What this task involves: The material below holds a span beginning at the line with "repository 670a5a3c7dd2c90f" and ending at the line with "pub fn participants(headcount: u32, share_pct: f64)". Quote that span exactly, both ends included, and only that span.

Records for the exercise:

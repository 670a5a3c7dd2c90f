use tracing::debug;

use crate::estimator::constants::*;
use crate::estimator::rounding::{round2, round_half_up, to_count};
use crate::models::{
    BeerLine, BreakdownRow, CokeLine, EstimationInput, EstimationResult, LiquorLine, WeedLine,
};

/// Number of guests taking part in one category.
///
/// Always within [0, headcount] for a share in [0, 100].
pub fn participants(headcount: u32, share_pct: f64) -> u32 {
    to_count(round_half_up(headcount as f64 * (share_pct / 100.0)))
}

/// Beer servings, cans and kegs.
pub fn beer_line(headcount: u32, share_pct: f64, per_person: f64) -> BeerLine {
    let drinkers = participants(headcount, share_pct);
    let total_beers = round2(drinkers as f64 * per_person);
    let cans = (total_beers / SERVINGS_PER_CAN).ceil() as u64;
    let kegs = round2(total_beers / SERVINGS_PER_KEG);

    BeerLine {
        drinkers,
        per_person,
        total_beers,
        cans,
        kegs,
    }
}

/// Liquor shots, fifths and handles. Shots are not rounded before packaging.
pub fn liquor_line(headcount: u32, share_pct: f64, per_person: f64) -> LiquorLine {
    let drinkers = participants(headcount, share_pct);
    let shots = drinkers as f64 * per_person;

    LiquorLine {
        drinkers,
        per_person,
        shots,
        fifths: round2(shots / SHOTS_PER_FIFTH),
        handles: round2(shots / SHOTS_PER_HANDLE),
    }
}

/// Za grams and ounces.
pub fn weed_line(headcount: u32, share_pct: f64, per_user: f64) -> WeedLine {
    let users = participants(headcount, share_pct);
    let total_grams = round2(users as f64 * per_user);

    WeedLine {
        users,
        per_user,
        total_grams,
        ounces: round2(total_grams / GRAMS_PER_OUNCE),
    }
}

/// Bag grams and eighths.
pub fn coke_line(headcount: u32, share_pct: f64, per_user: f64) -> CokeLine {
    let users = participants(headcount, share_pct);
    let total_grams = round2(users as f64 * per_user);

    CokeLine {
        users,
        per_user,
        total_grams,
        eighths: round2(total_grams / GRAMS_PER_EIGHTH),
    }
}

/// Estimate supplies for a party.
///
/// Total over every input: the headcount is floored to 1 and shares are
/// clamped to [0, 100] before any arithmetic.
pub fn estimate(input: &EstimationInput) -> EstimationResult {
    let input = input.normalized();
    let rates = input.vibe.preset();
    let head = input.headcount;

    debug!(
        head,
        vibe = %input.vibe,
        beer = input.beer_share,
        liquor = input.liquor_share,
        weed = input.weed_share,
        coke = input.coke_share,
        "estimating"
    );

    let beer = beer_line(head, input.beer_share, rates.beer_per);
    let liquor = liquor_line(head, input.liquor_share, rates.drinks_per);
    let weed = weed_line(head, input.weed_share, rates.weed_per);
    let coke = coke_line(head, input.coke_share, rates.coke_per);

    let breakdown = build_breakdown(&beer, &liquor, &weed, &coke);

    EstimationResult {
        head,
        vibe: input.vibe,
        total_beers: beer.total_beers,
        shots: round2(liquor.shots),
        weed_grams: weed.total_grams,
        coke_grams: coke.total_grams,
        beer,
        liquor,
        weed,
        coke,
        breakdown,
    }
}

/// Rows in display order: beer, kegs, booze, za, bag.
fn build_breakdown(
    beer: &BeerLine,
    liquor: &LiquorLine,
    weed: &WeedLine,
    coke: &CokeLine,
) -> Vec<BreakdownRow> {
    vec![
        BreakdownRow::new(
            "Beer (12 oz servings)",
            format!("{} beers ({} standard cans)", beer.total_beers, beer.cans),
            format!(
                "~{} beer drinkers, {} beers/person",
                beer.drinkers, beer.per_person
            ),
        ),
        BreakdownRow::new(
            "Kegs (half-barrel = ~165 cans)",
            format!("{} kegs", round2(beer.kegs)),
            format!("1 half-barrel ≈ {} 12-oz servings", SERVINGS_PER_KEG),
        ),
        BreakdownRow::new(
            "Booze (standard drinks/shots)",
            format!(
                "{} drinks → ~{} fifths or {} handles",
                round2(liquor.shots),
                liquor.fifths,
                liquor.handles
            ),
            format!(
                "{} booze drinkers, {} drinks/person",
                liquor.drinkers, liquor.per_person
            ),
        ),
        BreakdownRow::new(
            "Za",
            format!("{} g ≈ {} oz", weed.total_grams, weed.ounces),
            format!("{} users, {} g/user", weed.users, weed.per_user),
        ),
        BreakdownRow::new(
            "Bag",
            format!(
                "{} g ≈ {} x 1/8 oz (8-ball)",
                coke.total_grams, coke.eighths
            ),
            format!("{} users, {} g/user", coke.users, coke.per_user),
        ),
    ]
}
--
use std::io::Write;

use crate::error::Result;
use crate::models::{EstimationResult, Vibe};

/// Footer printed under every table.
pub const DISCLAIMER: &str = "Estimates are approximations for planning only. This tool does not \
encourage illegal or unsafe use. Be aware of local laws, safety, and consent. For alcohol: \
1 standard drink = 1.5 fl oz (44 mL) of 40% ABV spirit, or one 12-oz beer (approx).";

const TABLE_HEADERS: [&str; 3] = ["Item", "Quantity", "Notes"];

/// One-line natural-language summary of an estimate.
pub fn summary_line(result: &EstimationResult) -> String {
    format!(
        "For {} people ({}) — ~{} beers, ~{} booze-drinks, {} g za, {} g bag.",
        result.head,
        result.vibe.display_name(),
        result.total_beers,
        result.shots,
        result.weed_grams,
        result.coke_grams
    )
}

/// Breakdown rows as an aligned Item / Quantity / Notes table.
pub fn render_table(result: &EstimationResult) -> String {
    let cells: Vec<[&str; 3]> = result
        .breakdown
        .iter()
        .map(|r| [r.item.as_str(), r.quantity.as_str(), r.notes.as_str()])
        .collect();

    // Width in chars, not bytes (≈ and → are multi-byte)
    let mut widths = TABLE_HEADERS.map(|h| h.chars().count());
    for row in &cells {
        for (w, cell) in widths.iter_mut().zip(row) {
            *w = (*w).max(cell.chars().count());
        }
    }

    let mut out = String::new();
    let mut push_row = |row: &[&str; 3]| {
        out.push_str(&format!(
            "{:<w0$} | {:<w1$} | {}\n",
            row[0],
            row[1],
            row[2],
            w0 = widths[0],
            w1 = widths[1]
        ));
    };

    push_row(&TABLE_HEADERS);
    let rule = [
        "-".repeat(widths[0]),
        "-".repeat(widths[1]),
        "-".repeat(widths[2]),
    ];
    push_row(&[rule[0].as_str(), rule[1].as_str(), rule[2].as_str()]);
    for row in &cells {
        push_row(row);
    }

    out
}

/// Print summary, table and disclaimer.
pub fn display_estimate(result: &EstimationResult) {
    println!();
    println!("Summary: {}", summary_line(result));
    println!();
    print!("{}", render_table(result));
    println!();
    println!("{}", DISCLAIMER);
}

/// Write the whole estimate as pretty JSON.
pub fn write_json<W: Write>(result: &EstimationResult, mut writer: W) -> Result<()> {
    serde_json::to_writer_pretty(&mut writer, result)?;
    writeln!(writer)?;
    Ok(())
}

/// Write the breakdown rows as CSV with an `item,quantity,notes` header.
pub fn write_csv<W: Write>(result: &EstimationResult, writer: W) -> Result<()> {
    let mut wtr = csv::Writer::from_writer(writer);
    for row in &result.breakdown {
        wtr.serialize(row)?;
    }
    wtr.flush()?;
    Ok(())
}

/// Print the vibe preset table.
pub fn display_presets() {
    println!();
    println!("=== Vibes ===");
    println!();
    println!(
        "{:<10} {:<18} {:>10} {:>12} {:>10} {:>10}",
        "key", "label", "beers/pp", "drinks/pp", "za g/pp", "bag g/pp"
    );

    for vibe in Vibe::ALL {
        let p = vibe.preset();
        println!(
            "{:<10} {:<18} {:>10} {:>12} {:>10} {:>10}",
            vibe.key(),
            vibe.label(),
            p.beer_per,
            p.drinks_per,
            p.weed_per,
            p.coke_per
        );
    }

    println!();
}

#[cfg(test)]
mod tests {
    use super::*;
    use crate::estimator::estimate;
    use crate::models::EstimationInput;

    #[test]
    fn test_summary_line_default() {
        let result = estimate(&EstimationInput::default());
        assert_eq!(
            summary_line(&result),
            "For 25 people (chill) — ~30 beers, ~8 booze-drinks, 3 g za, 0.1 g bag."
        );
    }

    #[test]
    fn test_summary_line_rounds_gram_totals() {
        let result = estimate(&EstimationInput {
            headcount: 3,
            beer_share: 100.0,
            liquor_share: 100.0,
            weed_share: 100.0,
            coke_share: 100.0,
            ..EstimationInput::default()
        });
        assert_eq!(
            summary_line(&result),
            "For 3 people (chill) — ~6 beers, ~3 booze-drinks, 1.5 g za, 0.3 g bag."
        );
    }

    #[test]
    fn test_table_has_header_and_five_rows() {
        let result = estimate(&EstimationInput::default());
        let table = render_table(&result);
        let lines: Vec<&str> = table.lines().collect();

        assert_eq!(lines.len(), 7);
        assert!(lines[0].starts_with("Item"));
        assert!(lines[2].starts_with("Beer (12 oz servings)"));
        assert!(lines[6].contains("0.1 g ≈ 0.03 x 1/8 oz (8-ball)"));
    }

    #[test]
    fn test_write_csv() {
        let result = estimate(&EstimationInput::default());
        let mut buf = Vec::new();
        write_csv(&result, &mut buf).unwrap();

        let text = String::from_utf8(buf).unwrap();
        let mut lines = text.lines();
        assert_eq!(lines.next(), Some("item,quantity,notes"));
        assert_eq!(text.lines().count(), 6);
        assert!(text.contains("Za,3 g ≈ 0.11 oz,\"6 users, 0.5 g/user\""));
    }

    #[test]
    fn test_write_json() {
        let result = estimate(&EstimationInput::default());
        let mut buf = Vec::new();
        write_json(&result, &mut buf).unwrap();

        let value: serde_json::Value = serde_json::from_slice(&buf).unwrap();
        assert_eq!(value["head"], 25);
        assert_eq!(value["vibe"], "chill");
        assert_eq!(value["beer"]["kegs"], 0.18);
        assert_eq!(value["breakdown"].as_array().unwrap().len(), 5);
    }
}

Answer area:
repository 670a5a3c7dd2c90f
use tracing::debug;

use crate::estimator::constants::*;
use crate::estimator::rounding::{round2, round_half_up, to_count};
use crate::models::{
    BeerLine, BreakdownRow, CokeLine, EstimationInput, EstimationResult, LiquorLine, WeedLine,
};

/// Number of guests taking part in one category.
///
/// Always within [0, headcount] for a share in [0, 100].
pub fn participants(headcount: u32, share_pct: f64) -> u32 {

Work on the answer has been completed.